Nelle cinque Giunte di Buon Governo che esistono in Chiapas e nei Municipi Autonomi le autorità delle basi di appoggio si governano loro stesse, esercitano la giustizia e risolvono i conflitti agrari. Nei loro territori, i ribelli hanno fatto funzionare i loro sistemi di salute e di educazione ai margini dei governi statali e federale, organizzando la produzione e la commercializzazione e mantenendo in piedi la loro struttura militare. Hanno superato con successo la sfida del cambio generazionale dei loro dirigenti. E, non da poco, hanno evitato efficacemente le minacce del narcotraffico, l'insicurezza e la migrazone. Il libro Luchas muy otras. Zapatismo y autonomía en las comunidades indígenas de Chiapas è una straordinaria finestra per conoscere alcune di queste esperienze.

Gli zapatisti hanno marciato in ordine questo 21 di dicembre, con disciplina e coesione, ed in silenzio; un silenzio che si è ascoltato forte. Nello stesso modo per cui si sono dovuti coprire il volto per essere visti, adesso hanno interrotto la parola per essere ascoltati. Si tratta di un silenzio che esprime una feconda capacità generativa di orizzonti "altri" di trasformazione sociale, una grande potenza. Un silenzio che comunica volontà di resistenza di fronte al potere: chi sta in silenzio è ingovernabile, diceva Ivan Illich.

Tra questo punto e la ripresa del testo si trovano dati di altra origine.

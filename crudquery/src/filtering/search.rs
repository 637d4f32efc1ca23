//! Substring search across the searchable fields of a resource.
//!
//! One predicate is built per searchable field and the predicates are
//! OR-combined into a single group. Relation fields (`team.name`) are matched
//! through the same correlated `EXISTS` subqueries as relation filters.
//!
//! Case-insensitive search lowercases both sides, which behaves the same on
//! every backend. Case-sensitive search needs a backend-specific form because
//! `SQLite` and `MySQL` compare `LIKE` case-insensitively by default.

use sea_orm::{
    Condition, DatabaseBackend,
    sea_query::{Alias, Expr, Func, LikeExpr, SimpleExpr},
};

use super::constraints::relation_exists;
use super::descriptors::SearchDescriptor;
use super::whitelist::WILDCARD;
use super::{QueryContext, column};
use crate::errors::ApiError;
use crate::relations::{FieldReference, PIVOT};

/// Escape LIKE wildcards so the term only ever matches literally
/// Escapes: % (match any) and _ (match single char)
fn escape_like_wildcards(input: &str) -> String {
    input
        .replace('\\', "\\\\") // Escape backslash first
        .replace('%', "\\%")
        .replace('_', "\\_")
}

/// `%term%` with wildcards in `term` escaped
fn contains_pattern(term: &str) -> LikeExpr {
    LikeExpr::new(format!("%{}%", escape_like_wildcards(term))).escape('\\')
}

/// Whether `target` contains `term`.
#[must_use]
pub fn text_predicate(
    target: Expr,
    term: &str,
    case_sensitive: bool,
    backend: DatabaseBackend,
) -> SimpleExpr {
    if !case_sensitive {
        return Expr::expr(Func::lower(target)).like(contains_pattern(&term.to_lowercase()));
    }

    match backend {
        DatabaseBackend::Postgres => target.like(contains_pattern(term)),
        DatabaseBackend::MySql => {
            Expr::expr(target.cast_as(Alias::new("BINARY"))).like(contains_pattern(term))
        }
        _ => Expr::expr(
            Func::cust(Alias::new("INSTR"))
                .arg(target)
                .arg(Expr::val(term)),
        )
        .gt(0),
    }
}

/// OR-combine a text predicate per searchable field, `None` when no field
/// applies.
///
/// Patterns containing `*` cannot name a concrete column and are skipped, as
/// are `pivot.` fields when the query has no pivot table.
///
/// # Errors
///
/// Returns a resolution error for relation fields the models do not declare.
pub fn build_search(
    search: &SearchDescriptor,
    searchable: &[String],
    ctx: &QueryContext<'_>,
) -> Result<Option<Condition>, ApiError> {
    let mut any = Condition::any();
    let mut matched = 0usize;

    for pattern in searchable {
        if pattern.contains(WILDCARD) {
            tracing::debug!(pattern, "Skipping wildcard searchable pattern");
            continue;
        }

        let reference = FieldReference::parse(pattern);
        let field = reference.field.as_str();
        let term = search.value.as_str();
        let expr = match reference.relation.as_deref() {
            None => text_predicate(
                column(&ctx.root.table, field),
                term,
                search.case_sensitive,
                ctx.backend,
            ),
            Some(PIVOT) => {
                let Some(pivot) = ctx.pivot else {
                    tracing::debug!(pattern, "Skipping pivot search field without a pivot table");
                    continue;
                };
                text_predicate(
                    column(&pivot.table, field),
                    term,
                    search.case_sensitive,
                    ctx.backend,
                )
            }
            Some(path) => {
                let hops = ctx.resolve(path)?;
                relation_exists(&hops, &ctx.root.table, "", &|alias, _| {
                    Ok(Condition::all().add(text_predicate(
                        column(alias, field),
                        term,
                        search.case_sensitive,
                        ctx.backend,
                    )))
                })?
            }
        };

        any = any.add(expr);
        matched += 1;
    }

    Ok((matched > 0).then_some(any))
}
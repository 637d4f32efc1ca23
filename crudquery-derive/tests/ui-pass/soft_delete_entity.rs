//! Test soft-delete, date detection, column renames and the page size

use crudquery::{QueryModel, ResourceDefinition};
use sea_orm::entity::prelude::*;

#[derive(Clone, Debug, PartialEq, DeriveEntityModel, QueryModel)]
#[sea_orm(table_name = "posts")]
#[query(limit = 25)]
pub struct Model {
    #[sea_orm(primary_key, auto_increment = false)]
    pub slug: String,

    #[sea_orm(column_name = "headline")]
    #[query(filterable, searchable)]
    pub title: String,

    #[query(filterable, sortable)]
    pub published_at: Option<DateTimeUtc>,

    #[query(soft_delete)]
    pub deleted_at: Option<DateTimeUtc>,
}

#[derive(Copy, Clone, Debug, EnumIter, DeriveRelation)]
pub enum Relation {}
impl ActiveModelBehavior for ActiveModel {}

fn main() {
    assert_eq!(<Model as QueryModel>::PRIMARY_KEY, "slug");
    assert_eq!(<Model as QueryModel>::SOFT_DELETE_COLUMN, Some("deleted_at"));
    assert_eq!(<Model as QueryModel>::PAGINATION_LIMIT, 25);
    assert_eq!(Model::filterable_fields(), vec!["headline", "published_at"]);
    assert_eq!(Model::date_fields(), vec!["published_at", "deleted_at"]);

    let posts = ResourceDefinition::for_model::<Model>();
    assert_eq!(posts.default_limit(), 25);
    assert!(posts.whitelist().can_filter("headline"));
    assert!(posts.model().is_date_field("deleted_at"));
}
mod attribute_parser;
mod macro_implementation;
mod type_utils;

use proc_macro::TokenStream;
use syn::{DeriveInput, parse_macro_input};

/// Derives `crudquery::QueryModel` for a Sea-ORM entity model.
///
/// The table name comes from `#[sea_orm(table_name = "...")]` and the primary
/// key from `#[sea_orm(primary_key)]`. Field flags:
///
/// - `filterable`, `sortable`, `searchable`: add the column to the whitelist
/// - `date`: compare the column by its date part (date and date-time types are
///   detected without it)
/// - `soft_delete`: the deletion timestamp column
/// - `primary_key`: when the Sea-ORM attribute is not used
///
/// ```rust,ignore
/// #[derive(Clone, Debug, PartialEq, DeriveEntityModel, QueryModel)]
/// #[sea_orm(table_name = "posts")]
/// #[query(limit = 25)]
/// pub struct Model {
///     #[sea_orm(primary_key)]
///     pub id: i32,
///     #[query(filterable, sortable, searchable)]
///     pub title: String,
///     #[query(filterable, sortable)]
///     pub published_at: Option<DateTimeUtc>,
///     #[query(soft_delete)]
///     pub deleted_at: Option<DateTimeUtc>,
/// }
/// ```
#[proc_macro_derive(QueryModel, attributes(query))]
pub fn query_model(input: TokenStream) -> TokenStream {
    let input = parse_macro_input!(input as DeriveInput);
    macro_implementation::derive_query_model(&input)
        .unwrap_or_else(syn::Error::into_compile_error)
        .into()
}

Un ciclo di lotta politica si è chiuso in Messico questo primo di dicembre (il 1 dicembre si è insediato il neoeletto presidente Pena Nieto, e nella capitale migliaia di persone manifestarono il loro dissenso ricevendo una forte repressione, n.d.t.), nello stesso tempo che un altro si è aperto. L'EZLN ha molto da dire nella nascente mappa delle lotte sociali che comincia a definirsi nel paese. La sua mobilitazione può impattare su di esse in maniera rilevante.

[…]

Nell'ultimo anno e mezzo sono emersi dei movimenti sociali che mettono in discussione il potere al di fuori dei partiti politici. Non si sentono rappresentati da nessuno di essi. Il Movimento per la Pace con Giustizia e Dignità, #YoSoy132, le lotte comunitarie contro l'insicurezza e la devastazone eco-logica, le proteste studentesche in difesa dell'educazione pubblica, tra le altre, hanno camminato per sentieri diversi da quelli della politica istituzionale. Le simpatie che queste forze hanno verso lo zapatismo sono reali.

Però, aldilà della congiuntura, i cortei del 13 Baktún maya sono un nuovo ¡Ya basta! Simile a quello che pronunciarono nel gennaio 1994, e di una versione rinnovata del ¡Mai più un Messico senza di noi! Formulato nell'ottobre 1996, che apre altri orizzonti. Non chiedono niente, non denunciano niente. Mostrano la potenza del silenzio. Annunciano che un mondo crolla e un altro rinasce.